「来たれ白梅の学び舎へ〜熊本県立第一高校の男子獲得作戦〜」(第21回FNSドキュメンタリー大賞ノミネート作品)

共学にもかかわらず、30年以上女子だけ。そんな高校が、男子生徒を入学させるべく奮闘する。
校長は中学や塾へ出向いて方針説明。同窓会長も同行して一体で取り組む。男子の受験には野球部の存在が必要と聞けば、近隣に練習場を確保。中学生の野球大会では、スコアボードに学校広告を出稿した。
そんな動きが実を結び、70人の男子が入学。めでたしめでたしの感動物語。
ただ、気になったことがある。そもそもなぜ男子を入学させたかったのか。番組では「活力アップ」とか「校長が進学実績の厳しさを目の当たりにした」とかいわれていた。
たしかに男子も取れば、学力的に優秀な生徒は増えるだろう。しかし、それは入学時点での話。出口、すなわち進学実績をあげたかったら、能力の高い生徒を取るよりも、教育そのものを改善するほうが早回りに感じる。

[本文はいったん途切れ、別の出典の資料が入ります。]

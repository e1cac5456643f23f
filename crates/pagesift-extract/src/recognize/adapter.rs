// SPDX-License-Identifier: PMPL-1.0-or-later
// Copyright (c) 2026 Jonathan D.A. Jewell (hyperpolymath) <jonathan.jewell@open.ac.uk>
//
// Uniform `image -> (text, confidence)` adapters over recognition engines,
// and the set of adapters a run uses.

use std::panic::{AssertUnwindSafe, catch_unwind};
use std::sync::Arc;

use image::DynamicImage;
use pagesift_core::ExtractionConfig;
use pagesift_core::types::{EngineKind, EngineStatus};
use tracing::{info, warn};

use super::clean::substitute_artifacts;
use super::engine::{TextRecognizer, aggregate};
use super::tesseract::TesseractRecognizer;

/// Wraps one engine so that every failure becomes `("", 0)`.
#[derive(Clone)]
pub struct RecognitionAdapter {
    recognizer: Arc<dyn TextRecognizer>,
    substitution_cleanup: bool,
}

impl RecognitionAdapter {
    pub fn new(recognizer: Arc<dyn TextRecognizer>, substitution_cleanup: bool) -> Self {
        Self {
            recognizer,
            substitution_cleanup,
        }
    }

    pub fn engine(&self) -> EngineKind {
        self.recognizer.kind()
    }

    /// Recognise `image`. Never fails: an unavailable engine, an engine
    /// error, or an engine panic all yield empty text with confidence 0.
    pub fn extract(&self, image: &DynamicImage) -> (String, f64) {
        let engine = self.recognizer.kind();
        if !self.recognizer.is_available() {
            return (String::new(), 0.0);
        }

        let raw = match catch_unwind(AssertUnwindSafe(|| self.recognizer.recognize(image))) {
            Ok(Ok(raw)) => raw,
            Ok(Err(err)) => {
                warn!(engine = engine.as_str(), error = %err, "Recognition failed");
                return (String::new(), 0.0);
            }
            Err(_) => {
                warn!(engine = engine.as_str(), "Recognition engine panicked");
                return (String::new(), 0.0);
            }
        };

        let (text, confidence) = aggregate(&raw);
        if self.substitution_cleanup {
            (substitute_artifacts(&text), confidence)
        } else {
            (text, confidence)
        }
    }
}

/// The engines available to a run, in tie-break priority order.
#[derive(Clone)]
pub struct RecognitionSet {
    adapters: Vec<RecognitionAdapter>,
    statuses: Vec<EngineStatus>,
}

impl RecognitionSet {
    /// Build the engines listed in `enabled_engines`.
    pub fn from_config(config: &ExtractionConfig) -> Self {
        let mut recognizers: Vec<Arc<dyn TextRecognizer>> = Vec::new();
        let mut missing = Vec::new();

        for engine in &config.enabled_engines {
            match engine {
                EngineKind::Tesseract => recognizers.push(Arc::new(TesseractRecognizer::new(
                    config.tesseract.clone(),
                ))),
                #[cfg(feature = "paddle")]
                EngineKind::Paddle => recognizers.push(Arc::new(
                    super::paddle::PaddleRecognizer::new(&config.paddle),
                )),
                #[cfg(not(feature = "paddle"))]
                EngineKind::Paddle => missing.push(EngineStatus {
                    engine: EngineKind::Paddle,
                    available: false,
                    detail: "built without the `paddle` feature".to_owned(),
                }),
            }
        }

        let mut set = Self::from_recognizers(recognizers, config);
        set.statuses.append(&mut missing);
        set
    }

    /// Keep the available recognizers, ordered by `engine_priority`.
    /// Unavailable ones are reported in [`engine_status`](Self::engine_status)
    /// and contribute no candidates.
    pub fn from_recognizers(
        recognizers: Vec<Arc<dyn TextRecognizer>>,
        config: &ExtractionConfig,
    ) -> Self {
        let mut statuses = Vec::with_capacity(recognizers.len());
        let mut adapters = Vec::with_capacity(recognizers.len());

        for recognizer in recognizers {
            let status = recognizer.status();
            if status.available {
                adapters.push(RecognitionAdapter::new(
                    recognizer,
                    config.substitution_cleanup,
                ));
            } else {
                warn!(engine = status.engine.as_str(), detail = %status.detail, "Engine unavailable; skipping");
            }
            statuses.push(status);
        }

        adapters.sort_by_key(|adapter| config.engine_rank(adapter.engine()));
        info!(
            engines = ?adapters.iter().map(|a| a.engine().as_str()).collect::<Vec<_>>(),
            "Recognition engines ready"
        );

        Self { adapters, statuses }
    }

    pub fn adapters(&self) -> &[RecognitionAdapter] {
        &self.adapters
    }

    pub fn engine_status(&self) -> &[EngineStatus] {
        &self.statuses
    }

    pub fn is_empty(&self) -> bool {
        self.adapters.is_empty()
    }
}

まあ、再び男子の卒業生を出す2015年春にどうなっているかが興味深いね。
番組が感動を呼ぶのは、校長の熱心さによるところが大きい。公立校なんて、基本的に待っていれば生徒がくるわけだ。そこを営業マンのように、塾へ中学へ駆け回る。こんな公務員もいるんだなあと頼もしく見た。
ナレーション尾谷いずみ。昨年12/8未明放送。